#### [WORK TO COMPLETE]
Set down the full data below exactly as given, please.

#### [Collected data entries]
——————————
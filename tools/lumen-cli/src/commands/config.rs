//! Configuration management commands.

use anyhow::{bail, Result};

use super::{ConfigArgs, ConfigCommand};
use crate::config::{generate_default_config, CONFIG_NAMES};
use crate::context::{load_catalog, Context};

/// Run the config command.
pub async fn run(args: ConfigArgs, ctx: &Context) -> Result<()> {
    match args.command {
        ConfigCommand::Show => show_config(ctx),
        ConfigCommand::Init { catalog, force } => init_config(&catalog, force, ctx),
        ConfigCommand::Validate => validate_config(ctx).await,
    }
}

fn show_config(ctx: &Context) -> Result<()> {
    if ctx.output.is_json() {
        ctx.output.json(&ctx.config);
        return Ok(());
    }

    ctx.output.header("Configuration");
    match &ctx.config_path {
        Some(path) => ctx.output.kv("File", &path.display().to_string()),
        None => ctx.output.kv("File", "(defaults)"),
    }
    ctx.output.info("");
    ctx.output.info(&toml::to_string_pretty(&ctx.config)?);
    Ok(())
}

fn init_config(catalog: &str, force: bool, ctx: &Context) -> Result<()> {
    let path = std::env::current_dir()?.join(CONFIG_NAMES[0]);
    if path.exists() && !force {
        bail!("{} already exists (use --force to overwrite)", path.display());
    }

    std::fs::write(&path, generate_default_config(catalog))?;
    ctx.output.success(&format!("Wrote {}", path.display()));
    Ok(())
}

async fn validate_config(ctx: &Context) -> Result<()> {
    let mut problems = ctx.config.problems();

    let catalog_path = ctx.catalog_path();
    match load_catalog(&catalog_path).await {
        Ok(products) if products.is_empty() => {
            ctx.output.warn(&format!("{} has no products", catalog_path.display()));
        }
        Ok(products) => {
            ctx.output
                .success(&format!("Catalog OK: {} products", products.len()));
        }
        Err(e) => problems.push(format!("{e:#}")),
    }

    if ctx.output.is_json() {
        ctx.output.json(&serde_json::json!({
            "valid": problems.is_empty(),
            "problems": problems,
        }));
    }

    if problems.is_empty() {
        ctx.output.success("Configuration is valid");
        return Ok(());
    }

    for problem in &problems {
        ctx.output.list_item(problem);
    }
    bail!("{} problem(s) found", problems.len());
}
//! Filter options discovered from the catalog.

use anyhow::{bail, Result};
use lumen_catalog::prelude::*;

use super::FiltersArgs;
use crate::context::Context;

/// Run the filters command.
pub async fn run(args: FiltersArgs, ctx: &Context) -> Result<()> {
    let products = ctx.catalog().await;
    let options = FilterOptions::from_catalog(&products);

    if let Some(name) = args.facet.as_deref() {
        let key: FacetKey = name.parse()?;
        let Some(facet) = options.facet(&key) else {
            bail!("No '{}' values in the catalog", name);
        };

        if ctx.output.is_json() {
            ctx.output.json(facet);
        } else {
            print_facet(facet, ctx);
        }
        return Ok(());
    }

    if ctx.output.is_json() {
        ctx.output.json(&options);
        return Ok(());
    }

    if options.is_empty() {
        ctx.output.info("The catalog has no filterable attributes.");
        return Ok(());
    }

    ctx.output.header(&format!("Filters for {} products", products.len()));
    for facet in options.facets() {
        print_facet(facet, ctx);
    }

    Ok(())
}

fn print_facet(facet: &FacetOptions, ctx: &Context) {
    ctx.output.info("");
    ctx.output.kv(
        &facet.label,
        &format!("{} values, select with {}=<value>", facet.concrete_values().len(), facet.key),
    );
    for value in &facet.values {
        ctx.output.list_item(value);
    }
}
——————————
#### [ANSWER SPACE]
filename tools/lumen-cli/src/commands/config.rs
//! Configuration management commands.

use anyhow::{bail, Result};

use super::{ConfigArgs, ConfigCommand};
use crate::config::{generate_default_config, CONFIG_NAMES};
use crate::context::{load_catalog, Context};

/// Run the config command.
pub async fn run(args: ConfigArgs, ctx: &Context) -> Result<()> {
    match args.command {
        ConfigCommand::Show => show_config(ctx),
        ConfigCommand::Init { catalog, force } => init_config(&catalog, force, ctx),
        ConfigCommand::Validate => validate_config(ctx).await,
    }
}

fn show_config(ctx: &Context) -> Result<()> {
    if ctx.output.is_json() {
        ctx.output.json(&ctx.config);
        return Ok(());
    }

    ctx.output.header("Configuration");
    match &ctx.config_path {
        Some(path) => ctx.output.kv("File", &path.display().to_string()),
        None => ctx.output.kv("File", "(defaults)"),
    }
    ctx.output.info("");
    ctx.output.info(&toml::to_string_pretty(&ctx.config)?);
    Ok(())
}

fn init_config(catalog: &str, force: bool, ctx: &Context) -> Result<()> {
    let path = std::env::current_dir()?.join(CONFIG_NAMES[0]);
    if path.exists() && !force {
        bail!("{} already exists (use --force to overwrite)", path.display());
    }

    std::fs::write(&path, generate_default_config(catalog))?;
    ctx.output.success(&format!("Wrote {}", path.display()));
    Ok(())
}

async fn validate_config(ctx: &Context) -> Result<()> {
    let mut problems = ctx.config.problems();

    let catalog_path = ctx.catalog_path();
    match load_catalog(&catalog_path).await {
        Ok(products) if products.is_empty() => {
            ctx.output.warn(&format!("{} has no products", catalog_path.display()));
        }
        Ok(products) => {
            ctx.output
                .success(&format!("Catalog OK: {} products", products.len()));
        }
        Err(e) => problems.push(format!("{e:#}")),
    }

    if ctx.output.is_json() {
        ctx.output.json(&serde_json::json!({
            "valid": problems.is_empty(),
            "problems": problems,
        }));
    }

    if problems.is_empty() {
        ctx.output.success("Configuration is valid");
        return Ok(());
    }

    for problem in &problems {
        ctx.output.list_item(problem);
    }
    bail!("{} problem(s) found", problems.len());
}
//! Filter options discovered from the catalog.

use anyhow::{bail, Result};
use lumen_catalog::prelude::*;

use super::FiltersArgs;
use crate::context::Context;

/// Run the filters command.
pub async fn run(args: FiltersArgs, ctx: &Context) -> Result<()> {
    let products = ctx.catalog().await;
    let options = FilterOptions::from_catalog(&products);

    if let Some(name) = args.facet.as_deref() {
        let key: FacetKey = name.parse()?;
        let Some(facet) = options.facet(&key) else {
            bail!("No '{}' values in the catalog", name);
        };

        if ctx.output.is_json() {
            ctx.output.json(facet);
        } else {
            print_facet(facet, ctx);
        }
        return Ok(());
    }

    if ctx.output.is_json() {
        ctx.output.json(&options);
        return Ok(());
    }

    if options.is_empty() {
        ctx.output.info("The catalog has no filterable attributes.");
        return Ok(());
    }

    ctx.output.header(&format!("Filters for {} products", products.len()));
    for facet in options.facets() {
        print_facet(facet, ctx);
    }

    Ok(())
}

fn print_facet(facet: &FacetOptions, ctx: &Context) {
    ctx.output.info("");
    ctx.output.kv(
        &facet.label,
        &format!("{} values, select with {}=<value>", facet.concrete_values().len(), facet.key),
    );
    for value in &facet.values {
        ctx.output.list_item(value);
    }
}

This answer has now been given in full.